===== Available records =====

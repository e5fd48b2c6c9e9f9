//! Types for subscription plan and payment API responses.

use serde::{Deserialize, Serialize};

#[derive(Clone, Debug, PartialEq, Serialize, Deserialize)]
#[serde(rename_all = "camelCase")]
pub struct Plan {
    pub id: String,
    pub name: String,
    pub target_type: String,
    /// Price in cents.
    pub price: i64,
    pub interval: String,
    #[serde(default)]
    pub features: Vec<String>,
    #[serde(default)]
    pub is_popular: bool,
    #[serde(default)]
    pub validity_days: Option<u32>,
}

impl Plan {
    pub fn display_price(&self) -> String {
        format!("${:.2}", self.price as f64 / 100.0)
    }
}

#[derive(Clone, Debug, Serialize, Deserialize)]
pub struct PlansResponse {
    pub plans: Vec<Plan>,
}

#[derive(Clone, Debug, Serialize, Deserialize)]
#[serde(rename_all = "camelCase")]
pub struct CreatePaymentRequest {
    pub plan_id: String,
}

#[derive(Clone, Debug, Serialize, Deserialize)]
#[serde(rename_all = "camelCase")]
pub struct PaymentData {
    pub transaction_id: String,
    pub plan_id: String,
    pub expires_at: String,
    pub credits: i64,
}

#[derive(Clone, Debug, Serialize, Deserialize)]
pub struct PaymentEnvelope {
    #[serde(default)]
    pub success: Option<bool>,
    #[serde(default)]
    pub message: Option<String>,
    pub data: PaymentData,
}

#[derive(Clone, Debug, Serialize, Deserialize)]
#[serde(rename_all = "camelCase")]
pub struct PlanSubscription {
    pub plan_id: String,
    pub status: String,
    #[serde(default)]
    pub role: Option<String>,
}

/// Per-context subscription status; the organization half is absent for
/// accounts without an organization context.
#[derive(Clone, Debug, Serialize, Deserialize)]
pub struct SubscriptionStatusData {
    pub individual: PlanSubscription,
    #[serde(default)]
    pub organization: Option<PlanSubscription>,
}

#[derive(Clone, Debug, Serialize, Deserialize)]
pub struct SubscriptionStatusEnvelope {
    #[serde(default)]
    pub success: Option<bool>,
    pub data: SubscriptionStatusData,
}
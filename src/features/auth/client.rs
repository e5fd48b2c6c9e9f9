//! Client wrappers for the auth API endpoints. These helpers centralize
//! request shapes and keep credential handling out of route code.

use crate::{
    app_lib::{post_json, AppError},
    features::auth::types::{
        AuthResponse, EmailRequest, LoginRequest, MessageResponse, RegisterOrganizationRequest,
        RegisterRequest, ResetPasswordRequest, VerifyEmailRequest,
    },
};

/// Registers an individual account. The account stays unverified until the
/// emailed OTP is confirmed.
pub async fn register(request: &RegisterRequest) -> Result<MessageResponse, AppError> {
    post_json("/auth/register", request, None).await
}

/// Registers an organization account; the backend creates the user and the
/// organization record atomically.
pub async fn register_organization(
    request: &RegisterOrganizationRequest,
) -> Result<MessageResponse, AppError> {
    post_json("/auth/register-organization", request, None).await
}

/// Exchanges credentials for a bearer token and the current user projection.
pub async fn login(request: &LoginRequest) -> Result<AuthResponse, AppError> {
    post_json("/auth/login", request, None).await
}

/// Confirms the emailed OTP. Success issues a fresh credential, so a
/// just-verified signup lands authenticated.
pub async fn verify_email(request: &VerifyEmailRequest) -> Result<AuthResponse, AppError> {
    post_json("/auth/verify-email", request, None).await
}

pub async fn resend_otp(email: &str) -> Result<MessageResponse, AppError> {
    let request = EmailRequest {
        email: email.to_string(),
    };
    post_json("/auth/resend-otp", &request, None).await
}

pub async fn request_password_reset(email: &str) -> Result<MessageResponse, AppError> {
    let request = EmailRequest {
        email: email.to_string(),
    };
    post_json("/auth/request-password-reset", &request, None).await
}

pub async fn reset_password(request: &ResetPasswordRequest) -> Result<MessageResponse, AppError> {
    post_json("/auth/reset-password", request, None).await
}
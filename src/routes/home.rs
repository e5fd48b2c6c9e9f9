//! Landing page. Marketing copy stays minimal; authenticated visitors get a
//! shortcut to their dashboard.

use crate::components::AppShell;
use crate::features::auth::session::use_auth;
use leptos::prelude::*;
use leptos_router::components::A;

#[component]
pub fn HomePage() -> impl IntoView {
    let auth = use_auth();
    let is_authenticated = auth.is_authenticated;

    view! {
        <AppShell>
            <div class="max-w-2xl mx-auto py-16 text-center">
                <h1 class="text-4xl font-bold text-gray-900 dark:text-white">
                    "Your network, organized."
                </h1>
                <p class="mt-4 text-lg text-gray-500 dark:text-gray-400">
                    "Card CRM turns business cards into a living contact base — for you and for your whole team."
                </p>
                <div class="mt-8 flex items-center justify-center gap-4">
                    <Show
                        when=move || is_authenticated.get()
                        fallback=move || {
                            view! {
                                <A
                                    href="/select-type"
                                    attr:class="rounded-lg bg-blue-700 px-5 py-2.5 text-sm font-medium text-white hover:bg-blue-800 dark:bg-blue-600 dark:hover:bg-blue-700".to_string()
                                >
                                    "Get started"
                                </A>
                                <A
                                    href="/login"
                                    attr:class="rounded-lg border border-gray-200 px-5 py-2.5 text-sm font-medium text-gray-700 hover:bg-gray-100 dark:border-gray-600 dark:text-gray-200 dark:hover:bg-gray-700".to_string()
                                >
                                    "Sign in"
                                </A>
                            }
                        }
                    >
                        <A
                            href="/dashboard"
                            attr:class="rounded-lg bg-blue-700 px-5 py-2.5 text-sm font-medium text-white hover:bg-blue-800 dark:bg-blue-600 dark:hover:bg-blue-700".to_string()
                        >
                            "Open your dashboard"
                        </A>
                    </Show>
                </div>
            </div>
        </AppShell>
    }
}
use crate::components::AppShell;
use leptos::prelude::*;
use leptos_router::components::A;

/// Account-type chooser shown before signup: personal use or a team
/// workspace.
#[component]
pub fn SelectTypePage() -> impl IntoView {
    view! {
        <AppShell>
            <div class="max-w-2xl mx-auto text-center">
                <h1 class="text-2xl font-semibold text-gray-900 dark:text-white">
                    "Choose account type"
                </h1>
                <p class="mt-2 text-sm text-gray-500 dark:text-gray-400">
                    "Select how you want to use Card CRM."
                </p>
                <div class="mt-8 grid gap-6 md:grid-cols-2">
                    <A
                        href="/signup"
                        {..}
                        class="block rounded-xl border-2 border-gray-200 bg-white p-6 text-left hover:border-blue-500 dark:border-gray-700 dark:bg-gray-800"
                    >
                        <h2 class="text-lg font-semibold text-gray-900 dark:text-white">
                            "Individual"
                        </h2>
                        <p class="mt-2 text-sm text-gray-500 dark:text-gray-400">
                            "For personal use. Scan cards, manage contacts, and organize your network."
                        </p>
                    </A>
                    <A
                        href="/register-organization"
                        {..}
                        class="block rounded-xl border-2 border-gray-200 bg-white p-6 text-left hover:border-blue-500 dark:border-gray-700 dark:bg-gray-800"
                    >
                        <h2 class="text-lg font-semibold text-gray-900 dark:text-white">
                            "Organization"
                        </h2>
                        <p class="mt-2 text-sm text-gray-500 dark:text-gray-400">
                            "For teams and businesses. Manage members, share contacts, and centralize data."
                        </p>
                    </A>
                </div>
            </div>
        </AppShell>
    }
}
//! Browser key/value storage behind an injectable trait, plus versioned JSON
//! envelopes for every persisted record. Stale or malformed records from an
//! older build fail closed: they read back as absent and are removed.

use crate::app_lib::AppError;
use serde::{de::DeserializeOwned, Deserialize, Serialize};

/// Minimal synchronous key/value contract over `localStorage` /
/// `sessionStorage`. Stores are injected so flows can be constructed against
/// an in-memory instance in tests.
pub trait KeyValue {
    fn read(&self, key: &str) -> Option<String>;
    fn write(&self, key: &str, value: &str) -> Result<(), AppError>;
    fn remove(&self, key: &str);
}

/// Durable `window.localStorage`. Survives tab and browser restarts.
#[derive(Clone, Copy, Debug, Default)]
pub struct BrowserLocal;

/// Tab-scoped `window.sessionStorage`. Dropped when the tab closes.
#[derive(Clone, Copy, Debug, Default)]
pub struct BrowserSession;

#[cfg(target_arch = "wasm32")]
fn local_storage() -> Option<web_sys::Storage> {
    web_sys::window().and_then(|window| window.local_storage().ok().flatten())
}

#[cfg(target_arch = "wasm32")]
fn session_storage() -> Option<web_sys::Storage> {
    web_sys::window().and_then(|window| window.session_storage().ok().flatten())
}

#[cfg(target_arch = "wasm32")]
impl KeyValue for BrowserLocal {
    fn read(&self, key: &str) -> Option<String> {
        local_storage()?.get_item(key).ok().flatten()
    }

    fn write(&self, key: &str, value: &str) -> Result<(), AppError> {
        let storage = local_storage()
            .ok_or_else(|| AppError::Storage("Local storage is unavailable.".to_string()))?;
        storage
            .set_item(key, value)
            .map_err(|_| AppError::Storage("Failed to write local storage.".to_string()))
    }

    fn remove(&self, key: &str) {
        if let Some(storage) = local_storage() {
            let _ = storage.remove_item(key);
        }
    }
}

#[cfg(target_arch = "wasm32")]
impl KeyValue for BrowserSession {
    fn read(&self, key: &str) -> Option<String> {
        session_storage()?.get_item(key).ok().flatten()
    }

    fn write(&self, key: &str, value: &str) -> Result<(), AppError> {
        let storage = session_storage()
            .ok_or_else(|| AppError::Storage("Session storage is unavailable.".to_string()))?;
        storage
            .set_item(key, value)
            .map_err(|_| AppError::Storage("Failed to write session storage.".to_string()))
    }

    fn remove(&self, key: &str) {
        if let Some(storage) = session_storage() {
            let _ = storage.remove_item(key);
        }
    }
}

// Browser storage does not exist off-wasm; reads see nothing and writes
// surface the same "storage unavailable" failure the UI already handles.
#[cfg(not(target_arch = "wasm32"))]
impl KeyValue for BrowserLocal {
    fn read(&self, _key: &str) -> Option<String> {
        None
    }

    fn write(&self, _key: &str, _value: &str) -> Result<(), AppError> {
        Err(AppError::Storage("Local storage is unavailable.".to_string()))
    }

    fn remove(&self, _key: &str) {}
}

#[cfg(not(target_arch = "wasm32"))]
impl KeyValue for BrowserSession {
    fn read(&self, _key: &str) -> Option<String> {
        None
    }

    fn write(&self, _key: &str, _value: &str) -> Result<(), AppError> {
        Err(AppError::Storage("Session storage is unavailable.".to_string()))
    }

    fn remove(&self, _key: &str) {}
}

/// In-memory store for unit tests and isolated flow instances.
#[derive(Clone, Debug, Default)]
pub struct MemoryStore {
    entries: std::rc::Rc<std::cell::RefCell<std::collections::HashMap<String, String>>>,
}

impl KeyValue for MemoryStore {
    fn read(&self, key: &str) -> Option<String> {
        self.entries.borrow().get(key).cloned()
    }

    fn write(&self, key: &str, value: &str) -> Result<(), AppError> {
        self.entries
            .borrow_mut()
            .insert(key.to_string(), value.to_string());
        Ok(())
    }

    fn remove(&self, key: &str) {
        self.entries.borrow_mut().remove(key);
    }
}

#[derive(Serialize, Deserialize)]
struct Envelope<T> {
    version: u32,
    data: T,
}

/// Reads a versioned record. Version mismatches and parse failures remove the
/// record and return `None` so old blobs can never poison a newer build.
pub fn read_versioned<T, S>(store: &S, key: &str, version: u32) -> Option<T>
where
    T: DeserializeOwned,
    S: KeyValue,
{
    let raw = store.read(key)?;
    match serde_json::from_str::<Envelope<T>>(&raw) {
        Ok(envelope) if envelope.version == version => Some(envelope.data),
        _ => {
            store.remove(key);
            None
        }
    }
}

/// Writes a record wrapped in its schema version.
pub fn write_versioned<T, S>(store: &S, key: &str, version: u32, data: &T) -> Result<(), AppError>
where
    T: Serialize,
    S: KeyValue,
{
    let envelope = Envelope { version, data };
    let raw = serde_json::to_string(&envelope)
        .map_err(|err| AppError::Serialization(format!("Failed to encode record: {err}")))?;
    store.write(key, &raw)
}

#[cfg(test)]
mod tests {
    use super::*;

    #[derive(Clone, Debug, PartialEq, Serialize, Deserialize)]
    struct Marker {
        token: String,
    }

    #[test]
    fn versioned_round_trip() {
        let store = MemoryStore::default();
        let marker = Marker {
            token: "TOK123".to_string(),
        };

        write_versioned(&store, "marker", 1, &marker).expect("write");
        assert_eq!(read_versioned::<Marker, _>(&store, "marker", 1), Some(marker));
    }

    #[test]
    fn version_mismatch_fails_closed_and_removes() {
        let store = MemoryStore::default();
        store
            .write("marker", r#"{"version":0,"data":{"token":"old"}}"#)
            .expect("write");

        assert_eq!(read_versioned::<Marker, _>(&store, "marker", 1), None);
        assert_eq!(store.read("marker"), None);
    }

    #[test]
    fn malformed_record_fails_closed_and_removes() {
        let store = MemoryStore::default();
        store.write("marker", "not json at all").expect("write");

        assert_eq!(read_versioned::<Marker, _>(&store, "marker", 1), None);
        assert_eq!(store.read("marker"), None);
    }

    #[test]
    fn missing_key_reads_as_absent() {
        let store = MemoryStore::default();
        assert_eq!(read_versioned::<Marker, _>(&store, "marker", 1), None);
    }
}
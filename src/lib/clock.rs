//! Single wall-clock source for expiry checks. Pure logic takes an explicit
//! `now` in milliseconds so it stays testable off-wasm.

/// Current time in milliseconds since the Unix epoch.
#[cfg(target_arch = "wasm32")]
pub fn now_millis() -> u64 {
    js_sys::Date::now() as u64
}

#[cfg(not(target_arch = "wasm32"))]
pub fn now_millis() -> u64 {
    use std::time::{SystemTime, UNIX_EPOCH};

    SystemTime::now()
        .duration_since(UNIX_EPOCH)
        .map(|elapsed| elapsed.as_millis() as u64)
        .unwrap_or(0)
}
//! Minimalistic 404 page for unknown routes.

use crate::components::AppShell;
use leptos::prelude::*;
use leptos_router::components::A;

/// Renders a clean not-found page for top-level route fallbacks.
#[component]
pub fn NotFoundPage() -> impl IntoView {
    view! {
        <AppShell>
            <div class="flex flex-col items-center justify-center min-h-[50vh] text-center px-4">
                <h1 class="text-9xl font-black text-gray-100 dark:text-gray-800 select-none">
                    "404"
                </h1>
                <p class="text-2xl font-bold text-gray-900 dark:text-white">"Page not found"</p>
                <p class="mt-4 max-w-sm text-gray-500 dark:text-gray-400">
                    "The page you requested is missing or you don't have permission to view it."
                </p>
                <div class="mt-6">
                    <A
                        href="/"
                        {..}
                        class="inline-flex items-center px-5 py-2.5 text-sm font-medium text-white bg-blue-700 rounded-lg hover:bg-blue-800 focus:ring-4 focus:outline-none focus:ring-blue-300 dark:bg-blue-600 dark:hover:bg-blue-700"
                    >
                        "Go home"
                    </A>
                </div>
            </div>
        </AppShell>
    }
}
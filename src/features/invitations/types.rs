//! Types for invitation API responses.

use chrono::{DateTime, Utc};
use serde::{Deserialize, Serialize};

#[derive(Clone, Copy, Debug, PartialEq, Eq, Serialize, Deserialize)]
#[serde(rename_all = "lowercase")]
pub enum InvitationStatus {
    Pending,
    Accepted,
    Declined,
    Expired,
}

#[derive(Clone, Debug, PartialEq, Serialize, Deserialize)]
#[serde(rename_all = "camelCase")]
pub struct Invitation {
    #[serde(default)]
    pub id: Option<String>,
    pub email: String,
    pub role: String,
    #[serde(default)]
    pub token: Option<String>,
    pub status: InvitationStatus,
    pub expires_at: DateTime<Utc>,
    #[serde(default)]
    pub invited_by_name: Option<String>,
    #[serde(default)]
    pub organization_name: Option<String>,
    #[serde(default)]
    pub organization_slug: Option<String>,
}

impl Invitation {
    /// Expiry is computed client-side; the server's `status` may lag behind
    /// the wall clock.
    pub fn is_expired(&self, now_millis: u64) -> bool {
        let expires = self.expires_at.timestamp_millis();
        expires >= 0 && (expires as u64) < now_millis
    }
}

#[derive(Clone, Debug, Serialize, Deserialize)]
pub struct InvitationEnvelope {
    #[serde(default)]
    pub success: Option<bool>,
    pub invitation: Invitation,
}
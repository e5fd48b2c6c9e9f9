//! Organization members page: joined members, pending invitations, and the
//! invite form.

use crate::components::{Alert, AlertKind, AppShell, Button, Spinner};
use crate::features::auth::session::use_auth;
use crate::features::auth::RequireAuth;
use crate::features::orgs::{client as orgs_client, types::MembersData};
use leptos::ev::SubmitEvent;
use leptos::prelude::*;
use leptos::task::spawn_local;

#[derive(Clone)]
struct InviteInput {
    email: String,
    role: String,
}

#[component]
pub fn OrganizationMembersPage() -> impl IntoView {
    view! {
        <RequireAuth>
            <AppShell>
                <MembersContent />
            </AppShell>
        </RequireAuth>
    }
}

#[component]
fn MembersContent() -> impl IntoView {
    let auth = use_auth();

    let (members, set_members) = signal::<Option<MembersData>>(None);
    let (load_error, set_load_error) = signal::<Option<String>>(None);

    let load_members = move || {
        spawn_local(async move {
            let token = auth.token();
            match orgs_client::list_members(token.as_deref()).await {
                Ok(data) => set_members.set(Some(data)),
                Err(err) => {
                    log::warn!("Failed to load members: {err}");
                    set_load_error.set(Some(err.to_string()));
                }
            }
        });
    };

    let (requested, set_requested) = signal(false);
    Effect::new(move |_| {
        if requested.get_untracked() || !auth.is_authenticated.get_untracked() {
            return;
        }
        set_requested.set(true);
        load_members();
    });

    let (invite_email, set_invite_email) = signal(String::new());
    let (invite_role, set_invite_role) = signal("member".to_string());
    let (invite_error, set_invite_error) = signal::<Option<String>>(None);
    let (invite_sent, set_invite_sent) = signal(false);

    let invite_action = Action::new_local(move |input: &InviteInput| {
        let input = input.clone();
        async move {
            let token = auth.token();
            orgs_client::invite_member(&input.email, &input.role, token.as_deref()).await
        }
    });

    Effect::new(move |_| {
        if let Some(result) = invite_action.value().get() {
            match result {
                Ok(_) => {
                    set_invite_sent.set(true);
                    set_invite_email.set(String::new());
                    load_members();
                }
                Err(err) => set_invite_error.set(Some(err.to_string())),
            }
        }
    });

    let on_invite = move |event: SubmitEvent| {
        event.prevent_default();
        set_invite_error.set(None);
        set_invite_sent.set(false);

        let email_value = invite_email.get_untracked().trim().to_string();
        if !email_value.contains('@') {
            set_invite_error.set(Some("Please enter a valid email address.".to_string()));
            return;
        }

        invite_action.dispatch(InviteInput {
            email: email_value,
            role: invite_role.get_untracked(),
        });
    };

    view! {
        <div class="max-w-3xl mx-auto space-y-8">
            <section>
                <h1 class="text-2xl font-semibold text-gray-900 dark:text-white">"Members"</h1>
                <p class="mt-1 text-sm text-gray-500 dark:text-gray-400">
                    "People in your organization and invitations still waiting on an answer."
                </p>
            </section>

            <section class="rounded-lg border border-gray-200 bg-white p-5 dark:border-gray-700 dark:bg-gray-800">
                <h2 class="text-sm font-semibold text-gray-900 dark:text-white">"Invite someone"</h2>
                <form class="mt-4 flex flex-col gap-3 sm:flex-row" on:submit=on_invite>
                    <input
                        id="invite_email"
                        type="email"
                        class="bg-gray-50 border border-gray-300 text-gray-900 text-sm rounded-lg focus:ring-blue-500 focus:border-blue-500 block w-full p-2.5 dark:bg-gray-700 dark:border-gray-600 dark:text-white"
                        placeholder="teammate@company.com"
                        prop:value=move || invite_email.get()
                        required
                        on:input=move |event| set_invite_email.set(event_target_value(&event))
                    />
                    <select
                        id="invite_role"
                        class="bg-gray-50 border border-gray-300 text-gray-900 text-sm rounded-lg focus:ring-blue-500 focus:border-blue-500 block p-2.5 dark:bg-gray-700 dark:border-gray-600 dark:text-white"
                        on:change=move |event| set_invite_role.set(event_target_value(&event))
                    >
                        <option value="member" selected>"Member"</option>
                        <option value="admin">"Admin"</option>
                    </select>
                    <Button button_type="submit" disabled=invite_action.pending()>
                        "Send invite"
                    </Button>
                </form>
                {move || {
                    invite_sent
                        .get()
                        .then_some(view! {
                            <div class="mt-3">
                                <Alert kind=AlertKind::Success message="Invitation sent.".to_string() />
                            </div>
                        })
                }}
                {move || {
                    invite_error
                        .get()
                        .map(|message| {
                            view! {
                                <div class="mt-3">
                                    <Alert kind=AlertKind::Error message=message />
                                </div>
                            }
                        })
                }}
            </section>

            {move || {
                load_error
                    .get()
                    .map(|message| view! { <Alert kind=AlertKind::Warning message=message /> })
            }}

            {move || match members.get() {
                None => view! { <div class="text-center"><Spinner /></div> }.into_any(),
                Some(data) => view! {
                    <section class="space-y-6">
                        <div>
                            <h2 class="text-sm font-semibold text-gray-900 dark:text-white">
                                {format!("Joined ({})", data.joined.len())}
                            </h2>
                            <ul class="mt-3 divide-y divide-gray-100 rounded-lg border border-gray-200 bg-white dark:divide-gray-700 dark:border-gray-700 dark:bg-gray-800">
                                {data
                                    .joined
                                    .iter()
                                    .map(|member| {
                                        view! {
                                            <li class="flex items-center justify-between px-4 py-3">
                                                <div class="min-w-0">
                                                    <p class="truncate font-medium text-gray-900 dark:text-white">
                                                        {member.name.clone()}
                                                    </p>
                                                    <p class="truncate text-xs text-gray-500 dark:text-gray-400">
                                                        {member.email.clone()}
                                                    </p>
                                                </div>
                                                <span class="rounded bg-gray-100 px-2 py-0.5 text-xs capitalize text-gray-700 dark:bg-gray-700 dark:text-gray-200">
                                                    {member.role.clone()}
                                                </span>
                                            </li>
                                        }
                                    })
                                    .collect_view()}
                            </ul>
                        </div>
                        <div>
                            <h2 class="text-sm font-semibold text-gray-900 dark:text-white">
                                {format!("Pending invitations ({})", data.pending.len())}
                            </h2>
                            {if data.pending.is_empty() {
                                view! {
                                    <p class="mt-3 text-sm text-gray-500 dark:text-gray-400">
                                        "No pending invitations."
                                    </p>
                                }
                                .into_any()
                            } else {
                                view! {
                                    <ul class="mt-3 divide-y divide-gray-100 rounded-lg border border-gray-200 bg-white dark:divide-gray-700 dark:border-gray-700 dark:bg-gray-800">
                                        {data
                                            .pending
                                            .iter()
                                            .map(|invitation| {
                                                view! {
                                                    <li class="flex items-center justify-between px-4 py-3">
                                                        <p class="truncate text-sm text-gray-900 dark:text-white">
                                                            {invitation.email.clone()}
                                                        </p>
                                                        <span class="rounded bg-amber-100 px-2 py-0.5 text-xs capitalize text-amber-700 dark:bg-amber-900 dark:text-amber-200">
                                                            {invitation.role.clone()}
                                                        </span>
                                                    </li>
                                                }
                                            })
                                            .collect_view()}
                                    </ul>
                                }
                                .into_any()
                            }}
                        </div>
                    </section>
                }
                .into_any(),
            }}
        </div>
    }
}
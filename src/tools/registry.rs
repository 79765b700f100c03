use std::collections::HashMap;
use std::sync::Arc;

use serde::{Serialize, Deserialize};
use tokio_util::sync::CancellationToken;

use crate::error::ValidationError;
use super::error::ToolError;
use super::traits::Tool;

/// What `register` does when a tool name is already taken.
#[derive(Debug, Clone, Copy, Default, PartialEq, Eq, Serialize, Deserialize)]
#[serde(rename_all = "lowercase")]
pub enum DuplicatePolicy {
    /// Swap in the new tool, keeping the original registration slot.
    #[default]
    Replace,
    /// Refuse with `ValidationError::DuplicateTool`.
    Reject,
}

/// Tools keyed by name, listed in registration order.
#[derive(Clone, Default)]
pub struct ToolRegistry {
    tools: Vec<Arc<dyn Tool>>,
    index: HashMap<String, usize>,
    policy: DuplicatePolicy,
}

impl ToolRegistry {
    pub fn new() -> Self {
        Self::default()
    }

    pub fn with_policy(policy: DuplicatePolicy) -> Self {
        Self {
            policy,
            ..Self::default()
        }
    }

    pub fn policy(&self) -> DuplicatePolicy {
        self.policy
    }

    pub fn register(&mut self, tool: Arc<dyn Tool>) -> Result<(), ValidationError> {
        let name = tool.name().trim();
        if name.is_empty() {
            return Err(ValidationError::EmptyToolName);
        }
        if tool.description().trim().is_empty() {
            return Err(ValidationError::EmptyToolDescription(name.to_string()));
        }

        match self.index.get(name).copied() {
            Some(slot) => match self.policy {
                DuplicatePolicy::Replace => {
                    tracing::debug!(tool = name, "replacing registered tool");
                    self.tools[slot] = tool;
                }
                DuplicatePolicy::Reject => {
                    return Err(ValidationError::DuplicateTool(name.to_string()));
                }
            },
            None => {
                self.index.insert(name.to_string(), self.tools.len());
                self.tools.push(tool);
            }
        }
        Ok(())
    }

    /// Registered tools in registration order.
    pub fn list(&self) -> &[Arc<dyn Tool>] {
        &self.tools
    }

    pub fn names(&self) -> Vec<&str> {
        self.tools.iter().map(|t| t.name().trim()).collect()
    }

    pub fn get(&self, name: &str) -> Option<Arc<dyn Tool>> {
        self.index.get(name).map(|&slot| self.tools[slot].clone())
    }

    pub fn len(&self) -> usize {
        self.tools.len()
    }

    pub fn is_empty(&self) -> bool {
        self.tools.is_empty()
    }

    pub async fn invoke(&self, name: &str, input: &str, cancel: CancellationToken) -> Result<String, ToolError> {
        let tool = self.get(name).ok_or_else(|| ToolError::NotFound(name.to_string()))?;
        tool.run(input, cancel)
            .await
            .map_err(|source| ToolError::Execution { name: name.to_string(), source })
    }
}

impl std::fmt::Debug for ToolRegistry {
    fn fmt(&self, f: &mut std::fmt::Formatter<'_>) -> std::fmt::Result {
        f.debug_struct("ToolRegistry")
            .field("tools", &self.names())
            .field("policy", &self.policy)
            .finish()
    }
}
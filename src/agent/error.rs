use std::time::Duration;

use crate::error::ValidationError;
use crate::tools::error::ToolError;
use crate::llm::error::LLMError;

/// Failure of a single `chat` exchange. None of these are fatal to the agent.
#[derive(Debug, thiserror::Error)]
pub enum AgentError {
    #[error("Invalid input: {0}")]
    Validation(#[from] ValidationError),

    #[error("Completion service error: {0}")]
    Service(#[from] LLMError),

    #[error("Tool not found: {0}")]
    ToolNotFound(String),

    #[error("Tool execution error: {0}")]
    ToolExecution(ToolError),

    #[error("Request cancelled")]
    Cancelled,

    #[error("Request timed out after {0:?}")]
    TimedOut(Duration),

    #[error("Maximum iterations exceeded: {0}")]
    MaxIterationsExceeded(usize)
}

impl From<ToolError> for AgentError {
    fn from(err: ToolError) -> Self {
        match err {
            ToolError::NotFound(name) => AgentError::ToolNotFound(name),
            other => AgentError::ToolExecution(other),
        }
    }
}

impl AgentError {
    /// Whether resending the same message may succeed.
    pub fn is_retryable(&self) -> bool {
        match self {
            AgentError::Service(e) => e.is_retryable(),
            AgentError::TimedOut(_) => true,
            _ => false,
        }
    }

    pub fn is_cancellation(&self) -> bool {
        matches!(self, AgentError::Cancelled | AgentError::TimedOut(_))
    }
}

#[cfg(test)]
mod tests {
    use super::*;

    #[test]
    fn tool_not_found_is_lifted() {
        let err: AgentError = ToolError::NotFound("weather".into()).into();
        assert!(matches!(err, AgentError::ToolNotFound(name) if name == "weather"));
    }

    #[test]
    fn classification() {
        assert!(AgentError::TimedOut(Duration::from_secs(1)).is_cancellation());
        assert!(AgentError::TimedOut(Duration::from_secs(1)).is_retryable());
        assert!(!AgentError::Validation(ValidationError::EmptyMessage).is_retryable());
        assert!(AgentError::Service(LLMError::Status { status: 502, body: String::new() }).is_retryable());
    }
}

=====

Repeat the entries above exactly, from the first line through the line containing "pub struct CreatePaymentRequest".

repository e5fd48b2c6c9e9f9
//! Types for subscription plan and payment API responses.

use serde::{Deserialize, Serialize};

#[derive(Clone, Debug, PartialEq, Serialize, Deserialize)]
#[serde(rename_all = "camelCase")]
pub struct Plan {
    pub id: String,
    pub name: String,
    pub target_type: String,
    /// Price in cents.
    pub price: i64,
    pub interval: String,
    #[serde(default)]
    pub features: Vec<String>,
    #[serde(default)]
    pub is_popular: bool,
    #[serde(default)]
    pub validity_days: Option<u32>,
}

impl Plan {
    pub fn display_price(&self) -> String {
        format!("${:.2}", self.price as f64 / 100.0)
    }
}

#[derive(Clone, Debug, Serialize, Deserialize)]
pub struct PlansResponse {
    pub plans: Vec<Plan>,
}

#[derive(Clone, Debug, Serialize, Deserialize)]
#[serde(rename_all = "camelCase")]
pub struct CreatePaymentRequest {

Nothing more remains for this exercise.